Friday, September 4, 2020

200912 Sweaty Humans in a GCM: When and Where Are the First Unlivable Places on Earth?

Title:
Sweaty Humans in a GCM: When and Where Are the First Unlivable Places on Earth?

Speaker:
盧奕銓 (Yi-Chuan Lu), PhD candidate, UC Berkeley

Time:
09/12 (Sat.) 5 pm PDT, 6 pm MDT, 7 pm CDT, 8 pm EDT
09/13 (Sun.) 8 am Taiwan

Keywords:
Atmospheric Science, Climate Change, GeoHealth, Thermoregulation


Abstract:
We add a prognostic model of several naked, sweat-covered humans to each grid cell of ten different global climate models (GCMs), and we evaluate their core body temperatures every 15 minutes for the entirety of the 21st century in the RCP8.5 scenario.
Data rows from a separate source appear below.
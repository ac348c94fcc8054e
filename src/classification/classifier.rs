//! Deterministic keyword classifier.
//!
//! Maps message text to a [`Classification`] with an ordered cascade of
//! category rules. Rules are evaluated top to bottom and the first rule with
//! a matching keyword wins.
//!
//! # Decision Tree
//! 1. Self-harm / death language -> suicide_risk
//! 2. Weapon mention -> armed_threat
//! 3. Kill / murder threat -> homicide_threat
//! 4. Explicit emergency or police request -> emergency_request
//! 5. Active assault -> physical_assault
//! 6. Unwanted touching -> physical_contact
//! 7. Partner / domestic context -> domestic_violence
//! 8. Followed / stalked -> following
//! 9. "unsafe" / "not safe" -> unsafe_location
//! 10. Fear words -> fear_response
//! 11. Harassment words -> harassment
//! 12. Alone / isolated -> preventive_safety
//! 13. Discomfort words -> uncomfortable_situation
//! 14. "help" -> help_request
//! 15. Greeting -> conversational
//! 16. Otherwise -> needs_assessment

use serde::{Deserialize, Serialize};

use crate::classification::category::{Category, Emotion, RecommendedAction};
use crate::classification::escalation;

/// Where a classification came from.
#[derive(Debug, Clone, Copy, PartialEq, Eq, Serialize, Deserialize)]
#[serde(rename_all = "snake_case")]
pub enum ClassificationSource {
    Keyword,
    Augmented,
}

/// Result of triaging one message.
#[derive(Debug, Clone, PartialEq, Serialize, Deserialize)]
pub struct Classification {
    pub category: Category,
    pub urgency_score: u8,
    pub emotion: Emotion,
    pub emotion_intensity: Option<u8>,
    pub police_needed: bool,
    pub community_resolution: bool,
    pub recommended_action: RecommendedAction,
    pub reasoning: String,
    pub key_indicators: Vec<String>,
    pub source: ClassificationSource,
    /// Reply text suggested by the augmentation service, if any.
    #[serde(default, skip_serializing_if = "Option::is_none")]
    pub suggested_response: Option<String>,
}

impl Classification {
    /// Build the classification fixed by a category's rule.
    pub fn from_category(category: Category, matched: Option<&str>) -> Self {
        let profile = category.profile();

        let mut key_indicators: Vec<String> =
            profile.key_indicators.iter().map(|s| s.to_string()).collect();
        if let Some(keyword) = matched {
            key_indicators.insert(0, format!("keyword: \"{}\"", keyword));
        }

        let mut classification = Self {
            category,
            urgency_score: profile.urgency,
            emotion: profile.emotion,
            emotion_intensity: Some(profile.emotion_intensity),
            police_needed: profile.police_needed,
            community_resolution: false,
            recommended_action: RecommendedAction::for_urgency(profile.urgency),
            reasoning: profile.reasoning.to_string(),
            key_indicators,
            source: ClassificationSource::Keyword,
            suggested_response: None,
        };
        escalation::enforce(&mut classification);
        classification
    }

    pub fn is_dispatch_worthy(&self, threshold: u8) -> bool {
        self.urgency_score >= threshold
    }
}

/// How a keyword is compared against the lowercased message.
#[derive(Debug, Clone, Copy)]
enum Keyword {
    /// Substring anywhere in the message.
    Contains(&'static str),
    /// The whole trimmed message.
    Whole(&'static str),
}

impl Keyword {
    fn matches(&self, lowered: &str) -> bool {
        match self {
            Keyword::Contains(k) => lowered.contains(k),
            Keyword::Whole(k) => lowered.trim() == *k,
        }
    }

    fn text(&self) -> &'static str {
        match self {
            Keyword::Contains(k) | Keyword::Whole(k) => k,
        }
    }
}

use Keyword::{Contains, Whole};

struct Rule {
    category: Category,
    keywords: &'static [Keyword],
}

/// The canonical ordered cascade. Order is precedence.
static RULES: &[Rule] = &[
    Rule {
        category: Category::SuicideRisk,
        keywords: &[
            Contains("suicid"),
            Contains("kill myself"),
            Contains("end my life"),
            Contains("want to die"),
            Contains("wanna die"),
            Contains("self harm"),
            Contains("self-harm"),
            Contains("hurt myself"),
            Contains("better off dead"),
            Contains("no reason to live"),
        ],
    },
    Rule {
        category: Category::ArmedThreat,
        keywords: &[
            Contains("gun"),
            Contains("knife"),
            Contains("weapon"),
            Contains("shoot"),
            Contains("firearm"),
            Contains("pistol"),
            Contains("machete"),
        ],
    },
    Rule {
        category: Category::HomicideThreat,
        keywords: &[Contains("kill"), Contains("murder")],
    },
    Rule {
        category: Category::EmergencyRequest,
        keywords: &[
            Contains("911"),
            Contains("emergency"),
            Contains("call the police"),
            Contains("call police"),
            Contains("need police"),
            Contains("help now"),
        ],
    },
    Rule {
        category: Category::PhysicalAssault,
        keywords: &[
            Contains("assault"),
            Contains("attack"),
            Contains("hitting me"),
            Contains("hit me"),
            Contains("beating"),
            Contains("punched"),
            Contains("choking"),
            Contains("raped"),
            Contains("raping"),
        ],
    },
    Rule {
        category: Category::PhysicalContact,
        keywords: &[
            Contains("grabbed"),
            Contains("grabbing"),
            Contains("groped"),
            Contains("groping"),
            Contains("touching me"),
            Contains("touched me"),
            Contains("pushed"),
            Contains("won't let go"),
        ],
    },
    Rule {
        category: Category::DomesticViolence,
        keywords: &[
            Contains("domestic"),
            Contains("abuse"),
            Contains("boyfriend"),
            Contains("husband"),
            Contains("partner"),
            Contains("my ex"),
        ],
    },
    Rule {
        category: Category::Following,
        keywords: &[
            Contains("follow"),
            Contains("stalk"),
            Contains("chasing"),
            Contains("behind me"),
        ],
    },
    Rule {
        category: Category::UnsafeLocation,
        keywords: &[Contains("unsafe"), Contains("not safe")],
    },
    Rule {
        category: Category::FearResponse,
        keywords: &[
            Contains("scared"),
            Contains("afraid"),
            Contains("terrified"),
            Contains("frightened"),
        ],
    },
    Rule {
        category: Category::Harassment,
        keywords: &[
            Contains("harass"),
            Contains("catcall"),
            Contains("yelling"),
            Contains("won't leave"),
            Contains("wont leave"),
        ],
    },
    Rule {
        category: Category::PreventiveSafety,
        keywords: &[Contains("alone"), Contains("isolated")],
    },
    Rule {
        category: Category::UncomfortableSituation,
        keywords: &[
            Contains("creepy"),
            Contains("weird"),
            Contains("uncomfortable"),
            Contains("staring"),
        ],
    },
    Rule {
        category: Category::HelpRequest,
        keywords: &[Contains("help")],
    },
    Rule {
        category: Category::Conversational,
        keywords: &[
            Whole("hi"),
            Whole("hey"),
            Whole("yo"),
            Whole("ok"),
            Whole("okay"),
            Contains("hello"),
            Contains("thank"),
            Contains("good morning"),
            Contains("good evening"),
            Contains("how are you"),
        ],
    },
];

/// Classify a message. Total, pure and deterministic.
pub fn classify(text: &str) -> Classification {
    let lowered = text.to_lowercase();

    for rule in RULES {
        if let Some(keyword) = rule.keywords.iter().find(|k| k.matches(&lowered)) {
            return Classification::from_category(rule.category, Some(keyword.text()));
        }
    }

    Classification::from_category(Category::NeedsAssessment, None)
}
Designed to model the response to extreme heat, this model of human thermoregulation avoids the uncertain empirical relations used in other thermoregulation models, such as the skin blood flow rate and sweat rate. The model is validated against physiological data and its implementation in each GCM is bias-corrected to guarantee a match of historical simulations with ERA-5 reanalysis. Although simple and computationally efficient, the model accounts for longwave and shortwave fluxes, sensible and latent fluxes, body size and albedo, and the level of physical exertion. The resulting data reveal the places that will become uninhabitable by 2100 by different metrics, such as the occurrence of days during which it is lethal to work and/or rest in sun and/or shade.